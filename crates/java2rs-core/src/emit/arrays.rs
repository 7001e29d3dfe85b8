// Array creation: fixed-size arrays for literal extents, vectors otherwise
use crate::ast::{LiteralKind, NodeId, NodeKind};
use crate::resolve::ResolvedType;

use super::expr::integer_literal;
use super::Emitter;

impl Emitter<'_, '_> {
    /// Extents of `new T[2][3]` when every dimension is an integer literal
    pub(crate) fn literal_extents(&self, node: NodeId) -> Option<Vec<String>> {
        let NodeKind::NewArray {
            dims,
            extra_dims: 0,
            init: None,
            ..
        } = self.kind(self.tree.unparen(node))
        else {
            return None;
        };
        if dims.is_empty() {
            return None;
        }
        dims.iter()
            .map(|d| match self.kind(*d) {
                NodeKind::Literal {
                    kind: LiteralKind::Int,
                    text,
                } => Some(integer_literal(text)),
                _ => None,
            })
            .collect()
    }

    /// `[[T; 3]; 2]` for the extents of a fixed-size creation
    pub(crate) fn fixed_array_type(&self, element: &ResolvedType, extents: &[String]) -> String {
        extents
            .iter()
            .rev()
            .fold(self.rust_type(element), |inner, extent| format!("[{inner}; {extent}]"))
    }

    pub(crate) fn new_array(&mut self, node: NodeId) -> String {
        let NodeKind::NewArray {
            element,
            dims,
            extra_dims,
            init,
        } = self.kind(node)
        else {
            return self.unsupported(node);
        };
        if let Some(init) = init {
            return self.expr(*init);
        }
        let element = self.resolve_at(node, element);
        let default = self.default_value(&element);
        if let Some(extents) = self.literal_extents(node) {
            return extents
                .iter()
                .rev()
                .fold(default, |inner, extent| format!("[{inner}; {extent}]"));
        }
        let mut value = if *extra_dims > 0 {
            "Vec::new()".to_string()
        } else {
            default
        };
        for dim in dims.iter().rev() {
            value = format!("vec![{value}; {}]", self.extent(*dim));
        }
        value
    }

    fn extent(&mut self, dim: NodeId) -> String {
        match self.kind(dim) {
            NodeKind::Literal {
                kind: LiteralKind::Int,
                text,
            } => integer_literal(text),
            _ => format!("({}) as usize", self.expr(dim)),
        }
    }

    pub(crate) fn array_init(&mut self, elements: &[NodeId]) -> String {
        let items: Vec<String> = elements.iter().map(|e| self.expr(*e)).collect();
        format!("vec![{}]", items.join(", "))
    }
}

====

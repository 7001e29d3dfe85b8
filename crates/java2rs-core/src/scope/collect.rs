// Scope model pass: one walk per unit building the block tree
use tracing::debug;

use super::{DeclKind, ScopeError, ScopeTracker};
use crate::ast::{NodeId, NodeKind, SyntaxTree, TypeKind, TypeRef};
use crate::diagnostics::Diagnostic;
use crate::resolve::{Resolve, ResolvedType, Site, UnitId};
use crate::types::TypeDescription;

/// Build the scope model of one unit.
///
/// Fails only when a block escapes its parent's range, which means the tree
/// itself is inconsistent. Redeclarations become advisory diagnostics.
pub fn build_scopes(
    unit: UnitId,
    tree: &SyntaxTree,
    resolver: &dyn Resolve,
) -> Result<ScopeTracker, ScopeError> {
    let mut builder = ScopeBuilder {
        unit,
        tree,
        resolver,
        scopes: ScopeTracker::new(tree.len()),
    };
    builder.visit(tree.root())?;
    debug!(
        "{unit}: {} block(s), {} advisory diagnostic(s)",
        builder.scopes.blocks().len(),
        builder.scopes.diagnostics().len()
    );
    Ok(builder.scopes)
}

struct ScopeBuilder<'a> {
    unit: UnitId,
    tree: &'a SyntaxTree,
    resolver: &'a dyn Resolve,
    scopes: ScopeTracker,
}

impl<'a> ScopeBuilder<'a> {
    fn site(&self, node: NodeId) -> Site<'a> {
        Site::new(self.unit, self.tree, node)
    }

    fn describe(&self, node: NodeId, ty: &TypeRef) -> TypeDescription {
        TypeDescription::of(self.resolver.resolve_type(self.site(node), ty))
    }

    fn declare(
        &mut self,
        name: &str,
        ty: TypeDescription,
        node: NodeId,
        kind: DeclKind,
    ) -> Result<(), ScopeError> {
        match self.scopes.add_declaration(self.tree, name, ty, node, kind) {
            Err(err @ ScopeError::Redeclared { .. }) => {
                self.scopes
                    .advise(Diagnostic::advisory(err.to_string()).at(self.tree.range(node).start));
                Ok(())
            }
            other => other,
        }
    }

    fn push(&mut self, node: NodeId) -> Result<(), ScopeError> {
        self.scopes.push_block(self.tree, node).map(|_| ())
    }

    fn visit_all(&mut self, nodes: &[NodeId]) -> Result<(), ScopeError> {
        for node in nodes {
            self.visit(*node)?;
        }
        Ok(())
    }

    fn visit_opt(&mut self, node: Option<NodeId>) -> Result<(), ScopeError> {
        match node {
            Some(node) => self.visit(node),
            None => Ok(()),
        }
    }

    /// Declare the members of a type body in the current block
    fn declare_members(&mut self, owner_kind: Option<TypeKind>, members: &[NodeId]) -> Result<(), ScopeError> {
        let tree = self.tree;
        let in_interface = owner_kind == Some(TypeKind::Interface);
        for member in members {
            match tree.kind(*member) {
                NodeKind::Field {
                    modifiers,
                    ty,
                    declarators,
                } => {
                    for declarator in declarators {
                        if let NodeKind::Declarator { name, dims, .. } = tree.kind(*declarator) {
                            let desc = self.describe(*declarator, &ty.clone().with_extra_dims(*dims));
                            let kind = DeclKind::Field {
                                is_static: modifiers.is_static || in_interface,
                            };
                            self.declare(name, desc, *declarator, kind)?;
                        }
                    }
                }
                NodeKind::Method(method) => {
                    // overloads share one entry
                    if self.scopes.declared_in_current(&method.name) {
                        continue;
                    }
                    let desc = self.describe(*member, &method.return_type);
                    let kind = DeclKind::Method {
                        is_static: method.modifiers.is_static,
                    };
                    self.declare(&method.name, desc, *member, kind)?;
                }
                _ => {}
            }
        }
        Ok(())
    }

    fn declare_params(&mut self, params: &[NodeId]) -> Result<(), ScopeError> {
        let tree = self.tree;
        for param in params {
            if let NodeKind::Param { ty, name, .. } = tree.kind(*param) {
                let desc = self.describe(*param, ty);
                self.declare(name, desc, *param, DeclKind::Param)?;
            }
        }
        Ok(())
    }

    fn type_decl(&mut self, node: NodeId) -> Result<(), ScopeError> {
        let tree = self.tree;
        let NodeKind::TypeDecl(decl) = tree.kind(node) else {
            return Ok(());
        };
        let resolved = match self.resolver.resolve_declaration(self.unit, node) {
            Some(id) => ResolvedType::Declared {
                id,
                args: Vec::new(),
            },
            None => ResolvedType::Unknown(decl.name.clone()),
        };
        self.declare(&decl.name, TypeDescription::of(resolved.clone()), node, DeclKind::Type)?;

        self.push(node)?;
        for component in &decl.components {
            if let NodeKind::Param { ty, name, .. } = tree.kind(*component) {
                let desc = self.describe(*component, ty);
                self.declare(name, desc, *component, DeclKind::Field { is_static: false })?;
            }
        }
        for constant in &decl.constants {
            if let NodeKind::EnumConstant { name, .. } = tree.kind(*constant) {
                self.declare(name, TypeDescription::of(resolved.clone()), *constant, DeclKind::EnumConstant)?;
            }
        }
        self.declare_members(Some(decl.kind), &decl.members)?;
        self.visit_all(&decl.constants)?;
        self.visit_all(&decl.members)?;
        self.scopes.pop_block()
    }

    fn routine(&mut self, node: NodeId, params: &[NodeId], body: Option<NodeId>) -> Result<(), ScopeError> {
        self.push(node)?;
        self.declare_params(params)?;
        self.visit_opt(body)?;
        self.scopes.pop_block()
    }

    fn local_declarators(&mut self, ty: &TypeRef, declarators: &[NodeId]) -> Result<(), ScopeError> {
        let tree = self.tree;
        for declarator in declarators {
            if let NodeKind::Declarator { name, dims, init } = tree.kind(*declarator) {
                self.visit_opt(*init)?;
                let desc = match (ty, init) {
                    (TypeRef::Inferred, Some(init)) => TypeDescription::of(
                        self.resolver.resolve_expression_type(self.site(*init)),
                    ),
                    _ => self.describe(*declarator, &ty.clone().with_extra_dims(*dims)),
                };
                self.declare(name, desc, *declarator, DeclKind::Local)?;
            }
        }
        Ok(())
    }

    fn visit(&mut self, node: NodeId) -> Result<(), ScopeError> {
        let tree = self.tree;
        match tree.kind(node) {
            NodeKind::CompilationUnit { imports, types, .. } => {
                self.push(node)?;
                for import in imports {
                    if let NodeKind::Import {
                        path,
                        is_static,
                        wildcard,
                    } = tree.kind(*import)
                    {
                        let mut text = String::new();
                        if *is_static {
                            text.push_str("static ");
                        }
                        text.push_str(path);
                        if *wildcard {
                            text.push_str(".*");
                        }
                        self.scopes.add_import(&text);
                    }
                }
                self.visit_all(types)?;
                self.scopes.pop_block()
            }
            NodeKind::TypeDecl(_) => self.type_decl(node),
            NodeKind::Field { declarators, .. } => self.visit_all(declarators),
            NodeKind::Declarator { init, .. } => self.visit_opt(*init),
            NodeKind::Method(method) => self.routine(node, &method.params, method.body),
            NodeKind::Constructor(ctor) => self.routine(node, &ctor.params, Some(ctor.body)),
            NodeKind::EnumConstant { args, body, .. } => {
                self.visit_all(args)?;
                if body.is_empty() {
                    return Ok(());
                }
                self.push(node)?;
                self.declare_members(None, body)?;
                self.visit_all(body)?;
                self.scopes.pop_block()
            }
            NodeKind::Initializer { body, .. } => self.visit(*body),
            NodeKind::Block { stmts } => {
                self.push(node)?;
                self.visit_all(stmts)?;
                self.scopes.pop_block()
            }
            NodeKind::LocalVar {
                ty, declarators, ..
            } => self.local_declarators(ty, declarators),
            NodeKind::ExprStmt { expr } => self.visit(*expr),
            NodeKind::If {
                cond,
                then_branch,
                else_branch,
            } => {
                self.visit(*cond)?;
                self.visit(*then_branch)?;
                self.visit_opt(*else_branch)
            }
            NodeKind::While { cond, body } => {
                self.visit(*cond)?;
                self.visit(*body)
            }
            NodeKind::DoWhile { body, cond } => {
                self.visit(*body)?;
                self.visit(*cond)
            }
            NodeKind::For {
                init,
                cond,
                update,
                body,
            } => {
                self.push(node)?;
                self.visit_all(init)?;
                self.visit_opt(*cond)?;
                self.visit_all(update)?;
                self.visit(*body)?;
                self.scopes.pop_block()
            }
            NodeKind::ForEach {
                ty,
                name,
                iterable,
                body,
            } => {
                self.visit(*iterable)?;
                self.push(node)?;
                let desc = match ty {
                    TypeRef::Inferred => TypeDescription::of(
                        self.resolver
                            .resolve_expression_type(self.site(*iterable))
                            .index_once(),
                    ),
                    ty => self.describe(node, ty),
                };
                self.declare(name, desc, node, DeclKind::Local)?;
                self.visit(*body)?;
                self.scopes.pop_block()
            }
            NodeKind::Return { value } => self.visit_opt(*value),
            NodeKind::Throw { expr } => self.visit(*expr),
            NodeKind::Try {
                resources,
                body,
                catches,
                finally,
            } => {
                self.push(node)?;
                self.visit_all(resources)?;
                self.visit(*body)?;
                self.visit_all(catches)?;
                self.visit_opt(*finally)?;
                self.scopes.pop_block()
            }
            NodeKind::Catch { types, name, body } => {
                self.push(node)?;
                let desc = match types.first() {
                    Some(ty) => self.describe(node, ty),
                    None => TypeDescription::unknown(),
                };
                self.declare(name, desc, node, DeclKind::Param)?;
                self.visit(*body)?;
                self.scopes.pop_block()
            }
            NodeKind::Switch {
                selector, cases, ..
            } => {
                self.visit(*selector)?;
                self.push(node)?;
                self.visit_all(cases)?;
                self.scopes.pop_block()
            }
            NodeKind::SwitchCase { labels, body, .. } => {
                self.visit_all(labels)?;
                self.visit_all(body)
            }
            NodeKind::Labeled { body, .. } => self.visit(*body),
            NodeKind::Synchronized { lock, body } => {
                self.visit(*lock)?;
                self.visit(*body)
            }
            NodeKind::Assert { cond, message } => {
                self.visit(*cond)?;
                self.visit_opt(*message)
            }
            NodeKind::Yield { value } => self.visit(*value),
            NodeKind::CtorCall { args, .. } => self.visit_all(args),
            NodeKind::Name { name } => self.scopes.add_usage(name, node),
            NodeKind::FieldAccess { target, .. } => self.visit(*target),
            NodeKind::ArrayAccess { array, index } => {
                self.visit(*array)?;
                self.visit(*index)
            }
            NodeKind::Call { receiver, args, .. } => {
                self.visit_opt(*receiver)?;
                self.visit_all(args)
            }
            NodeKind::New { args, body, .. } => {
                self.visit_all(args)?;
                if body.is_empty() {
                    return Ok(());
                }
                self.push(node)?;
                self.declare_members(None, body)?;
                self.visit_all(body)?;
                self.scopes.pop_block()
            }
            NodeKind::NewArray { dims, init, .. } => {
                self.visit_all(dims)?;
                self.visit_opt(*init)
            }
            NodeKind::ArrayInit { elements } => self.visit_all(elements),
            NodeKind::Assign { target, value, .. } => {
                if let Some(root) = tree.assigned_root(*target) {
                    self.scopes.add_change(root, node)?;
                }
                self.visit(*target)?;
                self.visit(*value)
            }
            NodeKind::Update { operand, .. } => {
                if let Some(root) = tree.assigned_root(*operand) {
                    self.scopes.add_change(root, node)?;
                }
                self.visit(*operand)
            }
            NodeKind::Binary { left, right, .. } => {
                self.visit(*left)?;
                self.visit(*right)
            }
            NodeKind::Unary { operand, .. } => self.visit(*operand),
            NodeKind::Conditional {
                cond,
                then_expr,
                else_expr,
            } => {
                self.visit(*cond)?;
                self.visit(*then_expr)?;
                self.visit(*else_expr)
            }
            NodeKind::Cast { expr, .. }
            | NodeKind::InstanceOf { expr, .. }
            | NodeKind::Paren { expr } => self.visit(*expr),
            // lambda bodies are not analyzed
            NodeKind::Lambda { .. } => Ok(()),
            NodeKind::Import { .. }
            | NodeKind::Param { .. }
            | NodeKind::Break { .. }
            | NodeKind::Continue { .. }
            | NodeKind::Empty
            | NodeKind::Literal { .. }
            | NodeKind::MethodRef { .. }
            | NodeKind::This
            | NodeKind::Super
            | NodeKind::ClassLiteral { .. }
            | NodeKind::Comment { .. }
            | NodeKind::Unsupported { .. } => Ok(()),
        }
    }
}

====

Task details:
Looking at the entries above, say how many lines hold the word "ResolvedType". Offer no other text.

Answer to the problem:
5